-------- Information provided --------
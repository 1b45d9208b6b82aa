//! JWT-based authentication extractor for Axum handlers.

use axum::extract::FromRequestParts;
use axum::http::request::Parts;

use crate::auth::jwt::validate_token;
use crate::error::AppError;
use crate::state::AppState;

/// Authenticated caseworker extracted from a JWT Bearer token in the
/// `Authorization` header.
#[derive(Debug, Clone)]
pub struct AuthUser {
    /// Caseworker username (from `claims.sub`), forwarded to upstream services.
    pub username: String,
    /// Active prison id (from `claims.caseload`).
    pub caseload: String,
}

impl FromRequestParts<AppState> for AuthUser {
    type Rejection = AppError;

    async fn from_request_parts(
        parts: &mut Parts,
        state: &AppState,
    ) -> Result<Self, Self::Rejection> {
        let auth_header = parts
            .headers
            .get("authorization")
            .and_then(|v| v.to_str().ok())
            .ok_or_else(|| AppError::Unauthorized("Missing Authorization header".into()))?;

        let token = auth_header.strip_prefix("Bearer ").ok_or_else(|| {
            AppError::Unauthorized("Invalid Authorization format. Expected: Bearer <token>".into())
        })?;

        let claims = validate_token(token, &state.config.jwt)
            .map_err(|_| AppError::Unauthorized("Invalid or expired token".into()))?;

        Ok(AuthUser {
            username: claims.sub,
            caseload: claims.caseload,
        })
    }
}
--------
### Your goal
Give the material above again, word for word.

### Written solution
repository 1b45d9208b6b82aa
//! JWT-based authentication extractor for Axum handlers.

use axum::extract::FromRequestParts;
use axum::http::request::Parts;

use crate::auth::jwt::validate_token;
use crate::error::AppError;
use crate::state::AppState;

/// Authenticated caseworker extracted from a JWT Bearer token in the
/// `Authorization` header.
#[derive(Debug, Clone)]
pub struct AuthUser {
    /// Caseworker username (from `claims.sub`), forwarded to upstream services.
    pub username: String,
    /// Active prison id (from `claims.caseload`).
    pub caseload: String,
}

impl FromRequestParts<AppState> for AuthUser {
    type Rejection = AppError;

    async fn from_request_parts(
        parts: &mut Parts,
        state: &AppState,
    ) -> Result<Self, Self::Rejection> {
        let auth_header = parts
            .headers
            .get("authorization")
            .and_then(|v| v.to_str().ok())
            .ok_or_else(|| AppError::Unauthorized("Missing Authorization header".into()))?;

        let token = auth_header.strip_prefix("Bearer ").ok_or_else(|| {
            AppError::Unauthorized("Invalid Authorization format. Expected: Bearer <token>".into())
        })?;

        let claims = validate_token(token, &state.config.jwt)
            .map_err(|_| AppError::Unauthorized("Invalid or expired token".into()))?;

        Ok(AuthUser {
            username: claims.sub,
            caseload: claims.caseload,
        })
    }
}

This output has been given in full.